Les associations battront le pavé lors d’une manifestation inédite, le 11 octobre 2025, pour défendre le fait associatif lui-même, et non une cause particulière. Cette mobilisation témoigne d’une crise profonde touchant à leur modèle économique mais aussi à la liberté associative, face à un État plus répressif. Elle en dit long sur la crise de l’État social comme sur l’état des libertés publiques en France. Comme si le tournant néolibéral des politiques publiques des années 1980 avait fini de saper l’alliance nouée après-guerre entre l’État et le monde associatif. Avec quelles conséquences ?

Une transformation de la relation État-associations

Le débat sur la réduction des déficits publics, mis à l’agenda en 2024, a révélé les mutations des aides publiques. Les associations ont longtemps été considérées comme une économie subventionnée. Or, non seulement la part des subventions publiques dans les ressources budgétaires des associations a baissé de 34 % à 20 % entre 2005 et 2020 au profit des recettes d’activité (vente de produits ou de services), mais en plus l’État préfère soutenir les entreprises que les associations au nom de la compétitivité.

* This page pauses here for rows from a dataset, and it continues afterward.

use std::sync::Arc;

use serde::Serialize;
use tracing::{debug, info};

use super::domain::{Receipt, ReceiptId};
use super::repository::{PointsRepository, RepositoryError};
use super::scoring::ScoringEngine;

/// Service composing the scoring engine with the points repository.
pub struct ReceiptPointsService<R> {
    repository: Arc<R>,
    engine: ScoringEngine,
}

/// Outcome of processing a receipt, shaped as the submit endpoint's response body.
#[derive(Debug, Clone, PartialEq, Eq, Serialize)]
pub struct ProcessedReceipt {
    pub id: ReceiptId,
    pub points: u64,
}

impl<R> ReceiptPointsService<R>
where
    R: PointsRepository + 'static,
{
    pub fn new(repository: Arc<R>) -> Self {
        Self {
            repository,
            engine: ScoringEngine::new(),
        }
    }

    /// Score a receipt and record the result under a fresh identifier.
    pub fn process(&self, receipt: &Receipt) -> Result<ProcessedReceipt, ReceiptServiceError> {
        let breakdown = self.engine.score(receipt);
        let id = ReceiptId::generate();

        debug!(%id, contributions = ?breakdown.contributions, "receipt scored");
        self.repository.insert(id.clone(), breakdown.total_points)?;
        info!(%id, points = breakdown.total_points, "receipt processed");

        Ok(ProcessedReceipt {
            id,
            points: breakdown.total_points,
        })
    }

    /// Points recorded for `id`; unknown identifiers read as zero.
    pub fn points(&self, id: &ReceiptId) -> Result<u64, ReceiptServiceError> {
        let points = self.repository.fetch(id)?;
        if points.is_none() {
            debug!(%id, "points requested for unknown receipt");
        }
        Ok(points.unwrap_or(0))
    }
}

/// Error raised by the receipt service.
#[derive(Debug, thiserror::Error)]
pub enum ReceiptServiceError {
    #[error(transparent)]
    Repository(#[from] RepositoryError),
}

L’économie sociale et solidaire (ESS), au sein de laquelle les associations concentrent la grande majorité des emplois et des ressources publiques, ne reçoit que 7 % des aides publiques aux entreprises alors qu’elle représente 13,7 % des emplois privés.

Ces orientations sont, de plus, porteuses d’iniquités de traitement. Le crédit d’impôt recherche (CIR), qui a financé à hauteur de 7,6 milliards d’euros la recherche et développement en 2024, exclut l’innovation sociale et, avec elle, les associations. Pour y remédier, on pourrait, par exemple, imaginer que les entreprises bénéficiaires en reversent 20 % à un fonds d’innovation sociale.

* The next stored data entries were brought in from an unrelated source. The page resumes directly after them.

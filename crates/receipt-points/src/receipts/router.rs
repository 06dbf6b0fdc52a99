use std::sync::Arc;

use axum::{
    body::Bytes,
    extract::{Path, State},
    http::StatusCode,
    response::{IntoResponse, Response},
    routing::{get, post},
    Router,
};
use serde_json::json;
use tracing::{error, warn};

use crate::error::AppError;

use super::domain::{Receipt, ReceiptId};
use super::repository::PointsRepository;
use super::service::ReceiptPointsService;

/// Router builder exposing the submit and fetch endpoints.
pub fn receipts_router<R>(service: Arc<ReceiptPointsService<R>>) -> Router
where
    R: PointsRepository + 'static,
{
    Router::new()
        .route("/receipts/process", post(process_handler::<R>))
        .route("/receipts/:id/points", get(points_handler::<R>))
        .with_state(service)
}

// The body is decoded here rather than through `Json` so every envelope failure is a 400,
// whatever the content type.
pub(crate) async fn process_handler<R>(
    State(service): State<Arc<ReceiptPointsService<R>>>,
    body: Bytes,
) -> Response
where
    R: PointsRepository + 'static,
{
    let receipt = match Receipt::from_json(&body) {
        Ok(receipt) => receipt,
        Err(err) => {
            warn!(error = %err, "rejected receipt submission");
            return AppError::from(err).into_response();
        }
    };

    match service.process(&receipt) {
        Ok(processed) => (StatusCode::OK, axum::Json(processed)).into_response(),
        Err(err) => {
            error!(error = %err, "failed to record receipt points");
            let payload = json!({
                "error": err.to_string(),
            });
            (StatusCode::INTERNAL_SERVER_ERROR, axum::Json(payload)).into_response()
        }
    }
}

pub(crate) async fn points_handler<R>(
    State(service): State<Arc<ReceiptPointsService<R>>>,
    Path(id): Path<String>,
) -> Response
where
    R: PointsRepository + 'static,
{
    let id = ReceiptId(id);
    match service.points(&id) {
        Ok(points) => (StatusCode::OK, axum::Json(json!({ "points": points }))).into_response(),
        Err(err) => {
            error!(%id, error = %err, "failed to read receipt points");
            let payload = json!({
                "error": err.to_string(),
            });
            (StatusCode::INTERNAL_SERVER_ERROR, axum::Json(payload)).into_response()
        }
    }
}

Dans le même sens, alors que la cotisation sur la valeur ajoutée des entreprises (CVAE) est en voie de disparition, la taxe sur les salaires pour les associations continue de s’appliquer, ce qui introduit une distorsion de concurrence avec des effets contreproductifs sur les conditions de rémunération et sur l’attractivité des emplois associatifs.

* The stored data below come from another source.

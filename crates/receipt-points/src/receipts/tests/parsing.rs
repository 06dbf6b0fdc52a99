use super::common::*;
use crate::receipts::{Receipt, ReceiptParseError};

const TARGET_JSON: &str = r#"{
  "retailer": "Target",
  "purchaseDate": "2022-01-01",
  "purchaseTime": "13:01",
  "items": [
    { "shortDescription": "Mountain Dew 12PK", "price": "6.49" },
    { "shortDescription": "Emils Cheese Pizza", "price": "12.25" },
    { "shortDescription": "Knorr Creamy Chicken", "price": "1.26" },
    { "shortDescription": "Doritos Nacho Cheese", "price": "3.35" },
    { "shortDescription": "   Klarbrunn 12-PK 12 FL OZ  ", "price": "12.00" }
  ],
  "total": "35.35"
}"#;

#[test]
fn decodes_camel_case_payload() {
    let receipt = Receipt::from_json(TARGET_JSON.as_bytes()).expect("receipt decodes");
    assert_eq!(receipt, target_receipt());
}

#[test]
fn missing_and_null_fields_default_to_empty() {
    let receipt = Receipt::from_json(br#"{"retailer": null, "items": [{"price": "1.00"}]}"#)
        .expect("partial receipt decodes");

    assert_eq!(receipt.retailer, "");
    assert_eq!(receipt.total, "");
    assert_eq!(receipt.items, vec![item("", "1.00")]);

    let receipt = Receipt::from_json(br#"{"items": null}"#).expect("null items decode");
    assert!(receipt.items.is_empty());
}

#[test]
fn unknown_fields_are_ignored() {
    let receipt = Receipt::from_json(br#"{"retailer": "Target", "loyaltyCard": "1234"}"#)
        .expect("unknown fields tolerated");
    assert_eq!(receipt.retailer, "Target");
}

#[test]
fn top_level_null_is_an_empty_receipt() {
    let receipt = Receipt::from_json(b"null").expect("null decodes");
    assert_eq!(receipt, Receipt::default());
}

#[test]
fn trailing_bytes_after_document_are_ignored() {
    let receipt = Receipt::from_json(br#"{"retailer": "Target"} trailing"#)
        .expect("first document decodes");
    assert_eq!(receipt.retailer, "Target");
}

#[test]
fn rejects_empty_body() {
    assert!(matches!(Receipt::from_json(b""), Err(ReceiptParseError::Empty)));
    assert!(matches!(
        Receipt::from_json(b"  \n "),
        Err(ReceiptParseError::Empty)
    ));
}

#[test]
fn rejects_malformed_or_mistyped_envelopes() {
    for body in [
        &b"not json"[..],
        &b"{\"retailer\": \"Target\""[..],
        &b"{\"total\": 35.35}"[..],
        &b"{\"items\": \"none\"}"[..],
    ] {
        match Receipt::from_json(body) {
            Err(ReceiptParseError::Malformed(_)) => {}
            other => panic!("expected malformed error for {body:?}, got {other:?}"),
        }
    }
}

#[test]
fn rejects_documents_that_are_not_objects() {
    for body in [
        &b"[]"[..],
        &br#"["Target", "2022-01-01", "13:01", [], "1.00"]"#[..],
        &b"\"Target\""[..],
        &b"42"[..],
    ] {
        match Receipt::from_json(body) {
            Err(ReceiptParseError::UnexpectedShape { .. }) => {}
            other => panic!("expected shape error for {body:?}, got {other:?}"),
        }
    }
}

#[test]
fn rejects_items_given_as_arrays() {
    let err = Receipt::from_json(br#"{"items": [["Gatorade", "2.25"]]}"#)
        .expect_err("positional item rejected");
    assert_eq!(err.to_string(), "expected an item object, found an array");
}

#[test]
fn null_items_decode_as_empty_items() {
    let receipt = Receipt::from_json(br#"{"items": [null, {"price": "2.25"}]}"#)
        .expect("null item tolerated");
    assert_eq!(receipt.items, vec![item("", ""), item("", "2.25")]);
}

#[test]
fn repeated_keys_keep_the_last_value() {
    let receipt = Receipt::from_json(br#"{"retailer": "A", "retailer": "B"}"#)
        .expect("duplicate keys tolerated");
    assert_eq!(receipt.retailer, "B");
}

#[test]
fn field_names_match_case_insensitively() {
    let receipt = Receipt::from_json(
        br#"{"Retailer": "Target", "PURCHASEDATE": "2022-01-01", "items": [{"ShortDescription": "Gatorade", "PRICE": "2.25"}]}"#,
    )
    .expect("receipt decodes");

    assert_eq!(receipt.retailer, "Target");
    assert_eq!(receipt.purchase_date, "2022-01-01");
    assert_eq!(receipt.items, vec![item("Gatorade", "2.25")]);
}

#[test]
fn exact_case_key_wins_over_case_variant() {
    let receipt = Receipt::from_json(br#"{"retailer": "Target", "RETAILER": "Walgreens"}"#)
        .expect("receipt decodes");
    assert_eq!(receipt.retailer, "Target");
}
pub(crate) mod rules;

use serde::{Deserialize, Serialize};

use super::domain::Receipt;

/// Stateless scorer applying every points rule to a receipt.
#[derive(Debug, Clone, Copy, Default)]
pub struct ScoringEngine;

impl ScoringEngine {
    pub fn new() -> Self {
        Self
    }

    /// Full breakdown, one entry per rule application that earned points.
    pub fn score(&self, receipt: &Receipt) -> PointsBreakdown {
        let (contributions, total_points) = rules::score_receipt(receipt);
        PointsBreakdown {
            total_points,
            contributions,
        }
    }

    pub fn points(&self, receipt: &Receipt) -> u64 {
        self.score(receipt).total_points
    }
}

/// Independent rules feeding the points total.
#[derive(Debug, Clone, Copy, PartialEq, Eq, Hash, Serialize, Deserialize)]
#[serde(rename_all = "snake_case")]
pub enum ScoringRule {
    RetailerName,
    RoundDollarTotal,
    QuarterMultipleTotal,
    ItemPairs,
    DescriptionLength,
    OddPurchaseDay,
    AfternoonPurchase,
}

impl ScoringRule {
    pub fn label(self) -> &'static str {
        match self {
            ScoringRule::RetailerName => "Retailer name",
            ScoringRule::RoundDollarTotal => "Round dollar total",
            ScoringRule::QuarterMultipleTotal => "Quarter multiple total",
            ScoringRule::ItemPairs => "Item pairs",
            ScoringRule::DescriptionLength => "Description length",
            ScoringRule::OddPurchaseDay => "Odd purchase day",
            ScoringRule::AfternoonPurchase => "Afternoon purchase",
        }
    }
}

/// Discrete contribution to a score, kept for audits and the CLI breakdown.
#[derive(Debug, Clone, PartialEq, Eq, Serialize, Deserialize)]
pub struct RuleContribution {
    pub rule: ScoringRule,
    pub points: u64,
    pub notes: String,
}

#[derive(Debug, Clone, PartialEq, Eq, Serialize, Deserialize)]
pub struct PointsBreakdown {
    pub total_points: u64,
    pub contributions: Vec<RuleContribution>,
}

impl PointsBreakdown {
    /// Sum of the contributions attributed to `rule`.
    pub fn points_for(&self, rule: ScoringRule) -> u64 {
        self.contributions
            .iter()
            .filter(|contribution| contribution.rule == rule)
            .fold(0u64, |acc, contribution| acc.saturating_add(contribution.points))
    }
}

Cette régulation marchande aboutit à modifier en profondeur le modèle socioéconomique des associations, ce qui a deux conséquences majeures. D’une part, elle transforme les associations en prestataires de services publics. Entre 2005 et 2020, la part des commandes publiques dans leurs ressources budgétaires est ainsi passée de 17 % à 29 %, soit une inversion par rapport à l’évolution du poids des subventions.

Cela change également le rapport des associations avec les pouvoirs publics. Elles sont mises en concurrence avec des entreprises privées lucratives – ce qui a, par exemple, été à l’origine du scandale d’Orpea – et doivent, en plus, exécuter un marché plutôt que proposer des projets. D’autre part, la marchandisation de leurs ressources leur fait courir le risque de perdre leur caractère d’intérêt général, en étant soumises aux impôts commerciaux et en n’accédant plus aux dons défiscalisables, au détriment de leurs missions sociales.

Plan social imposé aux associations

Aujourd’hui, l’État impose donc un véritable plan social au monde associatif. Dans le contexte de réduction des déficits publics, pour lesquels les gouvernements successifs portent une lourde responsabilité, les coupes budgétaires s’appliquent d’abord aux associations. L’Union des employeurs de l’économie sociale et solidaire (Udes) a chiffré à 8,26 milliards d’euros les économies budgétaires impactant l’ESS lors du projet de loi de finances 2025.

Les effets de ces décisions sont immédiats. Selon une enquête réalisée auprès de 5 557  dirigeants associatifs, près d’un tiers des associations ont une trésorerie inférieure à trois mois et 45 % des subventions sont en baisse. Près d’un tiers des associations envisagent de réduire leurs effectifs et de diminuer leurs activités.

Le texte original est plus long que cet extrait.